Les commentateurs, trompés par l'expression d'accidioso fumo, ont cru que les âmes qui sont au fond du bourbier étaient celles des paresseux: mais cette seconde foule, séparée de celle qui agite la surface du Styx, n'est composée que d'âmes plus vindicatives encore. Accidioso fumo, qui revient au lentis ignibus d'Horace, exprime très-bien cette rancune longue et tenace des vindicatifs, qui éternise les haines et trouble la paix des familles et de la société.
CHANT VIII
ARGUMENT
Suite du cinquième cercle, où on trouve Phlégias, emblème des vindicatifs.—Passage du Styx.—Première entrevue des démons.
Nous ne touchions pas encore au pied de la tour [1] lorsque nous vîmes deux flammes se placer sur le faîte: bientôt après, une troisième répondait à ce double signal, mais si lointaine, que ses rayons tremblants expiraient dans l'ombre.
Je dis alors à celui dont l'oeil m'éclairait dans ces abîmes:
—Quelle main élève ces flammes et que nous présagent-elles?
—Tu verrais déjà, me dit-il, celui qui traverse l'eau marécageuse, si ton regard perçait les vapeurs qui dorment sur son sein.

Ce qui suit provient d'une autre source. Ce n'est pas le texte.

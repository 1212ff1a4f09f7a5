//! ---
//! rpc_section: "14-licensing-system"
//! rpc_subsection: "module"
//! rpc_type: "source"
//! rpc_scope: "code"
//! rpc_description: "License verification and entitlement checks."
//! rpc_version: "v0.0.0-prealpha"
//! rpc_owner: "tbd"
//! ---
use std::fmt;

use chrono::{DateTime, Duration, Utc};
use serde::{Deserialize, Serialize};

use crate::error::LicenseError;

/// Type code synthesized locally when no license is configured.
pub const OPEN_SOURCE_TYPE: i64 = -1;
/// Type code of trial licenses, which are always rejected.
pub const TRIAL_TYPE: i64 = 0;
/// Type code of a full enterprise license.
pub const ENTERPRISE_TYPE: i64 = 1;

/// Lifetime granted to the open source fallback.
const OPEN_SOURCE_VALIDITY_DAYS: i64 = 10 * 365;

/// Tier assigned to a license by its type code.
#[derive(Debug, Clone, Copy, PartialEq, Eq)]
pub enum LicenseTier {
    /// No license material was provided.
    OpenSource,
    /// Evaluation license; never accepted.
    FreeTrial,
    /// Full enterprise license.
    Enterprise,
    /// Any other code issued by the signing authority.
    Other(i64),
}

impl From<i64> for LicenseTier {
    fn from(code: i64) -> Self {
        match code {
            OPEN_SOURCE_TYPE => LicenseTier::OpenSource,
            TRIAL_TYPE => LicenseTier::FreeTrial,
            ENTERPRISE_TYPE => LicenseTier::Enterprise,
            other => LicenseTier::Other(other),
        }
    }
}

impl fmt::Display for LicenseTier {
    fn fmt(&self, f: &mut fmt::Formatter<'_>) -> fmt::Result {
        match self {
            LicenseTier::OpenSource => write!(f, "open source"),
            LicenseTier::FreeTrial => write!(f, "free trial"),
            LicenseTier::Enterprise => write!(f, "enterprise"),
            LicenseTier::Other(code) => write!(f, "unknown ({code})"),
        }
    }
}

/// Claims carried by a verified license.
///
/// The `Default` value is the zero record (trial type, expiry at the epoch),
/// which is what gets published when a configured license fails to load. It
/// never grants enterprise features.
///
/// Fields absent from a signed payload decode to zero, so a document missing
/// its `type` is treated as a trial.
#[derive(Debug, Clone, Default, PartialEq, Eq, Serialize, Deserialize)]
#[serde(default)]
pub struct LicenseRecord {
    /// Format version of the license document.
    pub version: i64,
    /// Licensed organization.
    pub organization: String,
    /// Tier code, see [`LicenseTier`].
    #[serde(rename = "type")]
    pub license_type: i64,
    /// Seconds since the unix epoch after which the license is invalid.
    pub expiry: i64,
}

impl LicenseRecord {
    /// Synthesize the open source fallback used when no license exists.
    #[must_use]
    pub fn open_source_fallback(now: DateTime<Utc>) -> Self {
        Self {
            version: 0,
            organization: String::new(),
            license_type: OPEN_SOURCE_TYPE,
            expiry: (now + Duration::days(OPEN_SOURCE_VALIDITY_DAYS)).timestamp(),
        }
    }

    /// Tier derived from the type code.
    #[must_use]
    pub fn tier(&self) -> LicenseTier {
        LicenseTier::from(self.license_type)
    }

    /// Expiry as a UTC timestamp, `None` if out of chrono's range.
    #[must_use]
    pub fn expires_at(&self) -> Option<DateTime<Utc>> {
        DateTime::from_timestamp(self.expiry, 0)
    }

    /// Fail with [`LicenseError::Expired`] unless the expiry is in the future.
    pub fn check_expiry(&self) -> Result<(), LicenseError> {
        self.check_expiry_at(Utc::now())
    }

    /// As [`LicenseRecord::check_expiry`], against an explicit clock reading.
    pub fn check_expiry_at(&self, now: DateTime<Utc>) -> Result<(), LicenseError> {
        if self.expiry <= now.timestamp() {
            return Err(LicenseError::Expired {
                expiry: self.expiry,
            });
        }
        Ok(())
    }

    /// True for an unexpired license of a paid tier.
    #[must_use]
    pub fn allows_enterprise_features(&self) -> bool {
        self.allows_enterprise_features_at(Utc::now())
    }

    /// As [`LicenseRecord::allows_enterprise_features`], against an explicit clock reading.
    #[must_use]
    pub fn allows_enterprise_features_at(&self, now: DateTime<Utc>) -> bool {
        !matches!(self.tier(), LicenseTier::OpenSource | LicenseTier::FreeTrial)
            && self.check_expiry_at(now).is_ok()
    }
}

Le trait que l'arc tendu repousse fuit d'une aile moins rapide que la barque légère qui venait à nous sous la rame d'un seul pilote. Il s'écriait de loin:
—Te voilà donc, âme maudite!
—Phlégias, Phlégias! tu te trompes cette fois, lui dit mon guide; nous serons avec toi, mais seulement pour le trajet du Styx.
À ces mots, le nocher frémit et poussa des soupirs confus tel qu'un homme qui, trompé dans son attente, ouvre une bouche plaintive et s'abandonne aux regrets [2].
Mon guide fut le premier dans la barque; j'y descendis après lui: elle parut fuir sous nos pieds, et l'antique proue, étonnée de sa nouvelle charge, traçait dans l'onde un sillon plus profond.
Tandis qu'elle glissait sur l'immobile surface, une ombre souleva les flots épais devant nous et me dit:
—Ô toi qui viens avant ton heure, quel es-tu?
—Je viens, mais je passe outre, répondis-je; et toi, dis plutôt qui tu es, immonde et laid fantôme?
—Tu le vois, je pleure avec ceux qui pleurent.
—Pleure à jamais, m'écriai-je, ombre maudite; je te reconnais sous ton masque hideux.
Aussitôt l'ombre saisit à deux mains les bords de la nacelle; mais mon guide la repoussant:
—Retire-toi, lui dit-il, et va hurler loin de nous.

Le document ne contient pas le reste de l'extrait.